鹿島アントラーズGK早川友基、決勝点アシストで勝利に貢献
2025年3月29日、J1リーグ第7節で鹿島アントラーズがヴィッセル神戸を1-0で下し、貴重な勝ち点3を獲得しました。この試合で特に注目を集めたのは、ゴールキーパーの早川友基選手です。彼は後半33分、相手ディフェンスラインの裏を突く正確なロングフィードで、FWレオ・セアラ選手の決勝ゴールをアシストしました。試合後、早川選手は「相手のラインが高かったので、落とすボールで狙って、レオが身体が強かったので、ああやって決めてくれて、アシストを付けてくれて、ちょっと嬉しかったです。ありがとうございます」と笑顔で語りました。
このプレーは、ゴールキーパーが攻撃の起点となる現代サッカーの潮流を象徴するものでした。かつて、ゴールキーパーの主な役割はシュートを防ぐことに限定されていましたが、近年ではフィールドプレーヤーとしての技術も求められるようになっています。特に、ビルドアップの段階での正確なフィードや、相手のプレスを回避するための足元の技術が重要視されています。早川選手の今回のアシストは、まさにその能力を示すものでした。
この試合を中継していた『DAZN』で解説を務めた鹿島アントラーズのOB、名良橋晃氏は、早川選手のプレーを高く評価しました。名良橋氏は「僕は勝手に鹿島のヤン・ゾマーと言っているんですけど」と述べ、さらに「日本代表に入ってもおかしくないぐらいのパフォーマンスを続けてくれている」とコメントしています。ヤン・ゾマーはスイス代表のゴールキーパーで、正確なフィードとシュートストップ能力で知られています。早川選手のプレースタイルがゾマーに重なると評価されたことは、彼の実力が国際的なレベルにあることを示唆しています。
ゴールキーパーがアシストを記録することは珍しいものの、サッカーの歴史においていくつかの印象的な例があります。例えば、2024年8月に行われたパリ五輪男子サッカー決勝戦で、スペイン代表のゴールキーパー、アルナウ・テナス選手が手で60メートル以上のスローを放ち、延長後半アディショナルタイムにセルヒオ・カメージョ選手のゴールをアシストしました。このプレーは、海外メディアからも「完璧だった」と称賛されています。
また、フィールドプレーヤーとしての日本人選手の活躍も目立ちます。2023年3月、イングランドのブライトンに所属する三笘薫選手は、FAカップ5回戦のストーク戦で決勝ゴールをアシストしました。英公共放送『BBC』はこのゴールを「ブライトンの見事なゴールだ」と伝え、三笘選手のアシストを激賞しています。
さらに、2024年12月、スペインのレアル・ソシエダに所属する久保建英選手は、UEFAヨーロッパリーグのディナモ・キーウ戦で冷静なアシストを記録しました。
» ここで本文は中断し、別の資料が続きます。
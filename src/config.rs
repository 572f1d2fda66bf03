//! Pipeline configuration: stage declarations, paths and archive targets.
//!
//! The file is JSON with `stages` as an ordered array. Path values may use
//! `${VAR}` environment placeholders, a leading `~/`, and `{lib_root}`.
//! Relative paths are taken relative to the library root.
use crate::archive::ArchiveTarget;
use crate::catalog::RESERVED_SECTIONS;
use crate::paths::PipelinePaths;
use crate::stage::{StageDescriptor, StageRegistry};
use anyhow::{anyhow, bail, Context, Result};
use serde::{Deserialize, Serialize};
use std::collections::BTreeSet;
use std::fs;
use std::path::{Path, PathBuf};

pub const CONFIG_SCHEMA_VERSION: u32 = 1;
pub const DEFAULT_CONFIG_PATH: &str = "pipeline.json";
pub const CONFIG_PATH_ENV: &str = "STAGE_CATALOG_CONFIG";
pub const LIB_ROOT_ENV: &str = "STAGE_CATALOG_LIB_ROOT";

#[derive(Debug, Deserialize, Serialize, Clone, PartialEq)]
#[serde(deny_unknown_fields)]
pub struct PipelineConfig {
    pub schema_version: u32,
    #[serde(default)]
    pub paths: PathsConfig,
    #[serde(default)]
    pub archive: ArchiveConfig,
    #[serde(default)]
    pub stages: Vec<StageConfig>,
}

#[derive(Debug, Deserialize, Serialize, Clone, Default, PartialEq)]
#[serde(deny_unknown_fields)]
pub struct PathsConfig {
    #[serde(default, skip_serializing_if = "Option::is_none")]
    pub lib_root: Option<String>,
    #[serde(default, skip_serializing_if = "Option::is_none")]
    pub catalog: Option<String>,
    #[serde(default, skip_serializing_if = "Option::is_none")]
    pub input: Option<String>,
    #[serde(default, skip_serializing_if = "Option::is_none")]
    pub archive: Option<String>,
    #[serde(default, skip_serializing_if = "Option::is_none")]
    pub history: Option<String>,
    #[serde(default, skip_serializing_if = "Option::is_none")]
    pub stop_marker: Option<String>,
}

#[derive(Debug, Deserialize, Serialize, Clone, Default, PartialEq)]
#[serde(deny_unknown_fields)]
pub struct ArchiveConfig {
    #[serde(default)]
    pub targets: Vec<TargetConfig>,
}

#[derive(Debug, Deserialize, Serialize, Clone, PartialEq)]
#[serde(deny_unknown_fields)]
pub struct TargetConfig {
    pub name: String,
    pub path: String,
}

#[derive(Debug, Deserialize, Serialize, Clone, Copy, PartialEq, Eq)]
#[serde(rename_all = "snake_case")]
pub enum StageKind {
    Ingest,
    Checksum,
    Command,
}

#[derive(Debug, Deserialize, Serialize, Clone, PartialEq)]
#[serde(deny_unknown_fields)]
pub struct StageConfig {
    pub name: String,
    pub kind: StageKind,
    #[serde(default = "default_enabled")]
    pub enabled: bool,
    #[serde(default, skip_serializing_if = "Vec::is_empty")]
    pub requires: Vec<String>,
    /// File extensions picked up by an ingest stage.
    #[serde(default, skip_serializing_if = "Vec::is_empty")]
    pub extensions: Vec<String>,
    #[serde(default, skip_serializing_if = "Option::is_none")]
    pub command: Option<String>,
    /// Section a command stage patches when its output has no `sections` map.
    #[serde(default, skip_serializing_if = "Option::is_none")]
    pub section: Option<String>,
    #[serde(default, skip_serializing_if = "Option::is_none")]
    pub healthcheck_url: Option<String>,
    #[serde(default, skip_serializing_if = "Option::is_none")]
    pub timeout_secs: Option<u64>,
    #[serde(default, skip_serializing_if = "Option::is_none")]
    pub fatal_exit_code: Option<i32>,
}

fn default_enabled() -> bool {
    true
}

impl StageConfig {
    fn new(name: &str, kind: StageKind) -> Self {
        Self {
            name: name.to_string(),
            kind,
            enabled: true,
            requires: Vec::new(),
            extensions: Vec::new(),
            command: None,
            section: None,
            healthcheck_url: None,
            timeout_secs: None,
            fatal_exit_code: None,
        }
    }
}

impl PipelineConfig {
    /// Stage declarations in config order.
    pub fn registry(&self) -> Result<StageRegistry> {
        let descriptors = self
            .stages
            .iter()
            .map(|stage| StageDescriptor {
                name: stage.name.clone(),
                enabled: stage.enabled,
                requires: stage.requires.clone(),
            })
            .collect();
        StageRegistry::new(descriptors).context("invalid stage declarations")
    }

    pub fn stage(&self, name: &str) -> Option<&StageConfig> {
        self.stages.iter().find(|stage| stage.name == name)
    }
}

/// Starter config written by `init`.
pub fn default_config() -> PipelineConfig {
    let mut checksum = StageConfig::new("checksum", StageKind::Checksum);
    checksum.requires = vec!["ingest".to_string()];
    PipelineConfig {
        schema_version: CONFIG_SCHEMA_VERSION,
        paths: PathsConfig::default(),
        archive: ArchiveConfig {
            targets: vec![TargetConfig {
                name: "albums".to_string(),
                path: format!("{{lib_root}}/{}", crate::paths::DEFAULT_INPUT_REL),
            }],
        },
        stages: vec![StageConfig::new("ingest", StageKind::Ingest), checksum],
    }
}

pub fn config_stub() -> Result<String> {
    let mut text =
        serde_json::to_string_pretty(&default_config()).context("serialize config stub")?;
    text.push('\n');
    Ok(text)
}

/// Config path from the command line, then the environment, then the default.
pub fn config_path(cli: Option<&Path>) -> PathBuf {
    if let Some(path) = cli {
        return path.to_path_buf();
    }
    match std::env::var_os(CONFIG_PATH_ENV) {
        Some(path) if !path.is_empty() => PathBuf::from(path),
        _ => PathBuf::from(DEFAULT_CONFIG_PATH),
    }
}

pub fn load_config(path: &Path) -> Result<PipelineConfig> {
    let bytes = fs::read(path).with_context(|| format!("read config {}", path.display()))?;
    let config: PipelineConfig = serde_json::from_slice(&bytes)
        .with_context(|| format!("parse pipeline config {}", path.display()))?;
    validate_config(&config)?;
    Ok(config)
}

pub fn validate_config(config: &PipelineConfig) -> Result<()> {
    if config.schema_version != CONFIG_SCHEMA_VERSION {
        bail!(
            "unsupported pipeline config schema_version {}",
            config.schema_version
        );
    }
    config.registry()?;
    for stage in &config.stages {
        validate_stage(stage)?;
    }
    let mut names = BTreeSet::new();
    for target in &config.archive.targets {
        if target.name.trim().is_empty() || target.name.contains(['/', '\\']) {
            bail!("archive target name {:?} is not a plain name", target.name);
        }
        if !names.insert(target.name.as_str()) {
            bail!("archive target {:?} is declared more than once", target.name);
        }
        if target.path.trim().is_empty() {
            bail!("archive target {:?} has an empty path", target.name);
        }
    }
    Ok(())
}

fn validate_stage(stage: &StageConfig) -> Result<()> {
    match stage.kind {
        StageKind::Command => {
            let command = stage
                .command
                .as_deref()
                .ok_or_else(|| anyhow!("command stage {:?} needs a `command`", stage.name))?;
            let argv = shell_words::split(command)
                .with_context(|| format!("parse command for stage {:?}", stage.name))?;
            if argv.is_empty() {
                bail!("command stage {:?} has an empty `command`", stage.name);
            }
            let section = stage
                .section
                .as_deref()
                .ok_or_else(|| anyhow!("command stage {:?} needs a `section`", stage.name))?;
            if section.trim().is_empty() || RESERVED_SECTIONS.contains(&section) {
                bail!(
                    "stage {:?} cannot write to section {section:?}",
                    stage.name
                );
            }
            if stage.timeout_secs == Some(0) {
                bail!("stage {:?} timeout_secs must be positive", stage.name);
            }
        }
        StageKind::Ingest | StageKind::Checksum => {
            if stage.command.is_some() || stage.section.is_some() {
                bail!(
                    "stage {:?} is built in and takes no `command` or `section`",
                    stage.name
                );
            }
        }
    }
    if !stage.extensions.is_empty() && stage.kind != StageKind::Ingest {
        bail!("only ingest stages take `extensions` ({:?})", stage.name);
    }
    Ok(())
}

/// Resolved locations plus archive targets.
#[derive(Debug, Clone)]
pub struct ResolvedPaths {
    pub paths: PipelinePaths,
    pub targets: Vec<ArchiveTarget>,
}

/// Resolve placeholders against the process environment.
pub fn resolve_paths(config: &PipelineConfig) -> Result<ResolvedPaths> {
    let cwd = std::env::current_dir().context("resolve current directory")?;
    resolve_paths_with(config, &cwd, &|name| std::env::var(name).ok())
}

pub fn resolve_paths_with(
    config: &PipelineConfig,
    cwd: &Path,
    env: &dyn Fn(&str) -> Option<String>,
) -> Result<ResolvedPaths> {
    let lib_root = match env(LIB_ROOT_ENV).filter(|value| !value.trim().is_empty()) {
        Some(value) => absolutize(expand(&value, None, env)?, cwd),
        None => match config.paths.lib_root.as_deref() {
            Some(raw) => absolutize(expand(raw, None, env).context("resolve paths.lib_root")?, cwd),
            None => cwd.to_path_buf(),
        },
    };

    let resolve = |raw: &Option<String>, field: &str| -> Result<Option<PathBuf>> {
        raw.as_deref()
            .map(|raw| {
                expand(raw, Some(&lib_root), env)
                    .map(|path| absolutize(path, &lib_root))
                    .with_context(|| format!("resolve paths.{field}"))
            })
            .transpose()
    };

    let mut paths = PipelinePaths::new(lib_root.clone());
    if let Some(path) = resolve(&config.paths.catalog, "catalog")? {
        paths = paths.with_catalog(path);
    }
    if let Some(path) = resolve(&config.paths.input, "input")? {
        paths = paths.with_input(path);
    }
    if let Some(path) = resolve(&config.paths.archive, "archive")? {
        paths = paths.with_archive(path);
    }
    if let Some(path) = resolve(&config.paths.history, "history")? {
        paths = paths.with_history(path);
    }
    if let Some(path) = resolve(&config.paths.stop_marker, "stop_marker")? {
        paths = paths.with_stop_marker(path);
    }

    let targets = config
        .archive
        .targets
        .iter()
        .map(|target| {
            let path = expand(&target.path, Some(&lib_root), env)
                .with_context(|| format!("resolve archive target {:?}", target.name))?;
            Ok(ArchiveTarget {
                name: target.name.clone(),
                path: absolutize(path, &lib_root),
            })
        })
        .collect::<Result<Vec<_>>>()?;
    check_archive_targets(&paths, &targets)?;

    Ok(ResolvedPaths { paths, targets })
}

/// Archive targets are emptied on reset, so none may enclose the catalog or
/// the archive directory.
fn check_archive_targets(paths: &PipelinePaths, targets: &[ArchiveTarget]) -> Result<()> {
    for target in targets {
        for (what, inside) in [
            ("catalog", paths.catalog_path()),
            ("archive directory", paths.archive_dir()),
        ] {
            if inside.starts_with(&target.path) {
                bail!(
                    "archive target {:?} ({}) contains the {what} {}",
                    target.name,
                    target.path.display(),
                    inside.display()
                );
            }
        }
    }
    Ok(())
}

/// Expand `${VAR}`, a leading `~/`, and `{lib_root}` in a path value.
fn expand(
    raw: &str,
    lib_root: Option<&Path>,
    env: &dyn Fn(&str) -> Option<String>,
) -> Result<PathBuf> {
    let mut out = String::with_capacity(raw.len());
    let mut rest = raw;
    while let Some(start) = rest.find("${") {
        out.push_str(&rest[..start]);
        let after = &rest[start + 2..];
        let end = after
            .find('}')
            .ok_or_else(|| anyhow!("unterminated placeholder in {raw:?}"))?;
        let name = &after[..end];
        let value = env(name).ok_or_else(|| anyhow!("environment variable {name} is not set"))?;
        out.push_str(&value);
        rest = &after[end + 1..];
    }
    out.push_str(rest);

    if out == "~" || out.starts_with("~/") {
        let home = dirs::home_dir().ok_or_else(|| anyhow!("home directory is unknown"))?;
        out = format!("{}{}", home.display(), &out[1..]);
    }

    if out.contains("{lib_root}") {
        let lib_root = lib_root.ok_or_else(|| anyhow!("{{lib_root}} cannot refer to itself"))?;
        out = out.replace("{lib_root}", &lib_root.display().to_string());
    }
    Ok(PathBuf::from(out))
}

fn absolutize(path: PathBuf, base: &Path) -> PathBuf {
    if path.is_absolute() {
        path
    } else {
        base.join(path)
    }
}

#[cfg(test)]
#[path = "config_tests.rs"]
mod tests;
ゴール前で状況を見極め、シェラルド・ベッカー選手のゴールをお膳立てし、ファンからは「落ち着きっぷりがすごい」との声が上がっています。
これらの例からも分かるように、ゴールキーパーやフィールドプレーヤーが試合の重要な局面でアシストを記録することは、チームにとって大きな意味を持ちます。早川選手の今回の活躍も、鹿島アントラーズの勝利に直結するものであり、彼の今後の更なる飛躍が期待されます。
また、早川選手のプレーは、若手ゴールキーパーにとっての良い手本となるでしょう。現代サッカーにおいて、ゴールキーパーは単なるシュートストッパーではなく、攻撃の起点としての役割も求められています。そのため、足元の技術やフィールド全体を見渡す視野、そして正確なフィード能力が重要となります。早川選手のようなプレーを目指すことで、若手ゴールキーパーも新たな価値をチームにもたらすことができるでしょう。
さらに、鹿島アントラーズの今後の試合においても、早川選手のようなゴールキーパーの積極的な関与が勝利への鍵となるかもしれません。チーム全体が連携し、各選手が自分の役割を超えて貢献することで、さらなる高みを目指すことができるでしょう。ファンとしても、こうした選手たちの活躍を見守り、応援することが楽しみの一つとなります。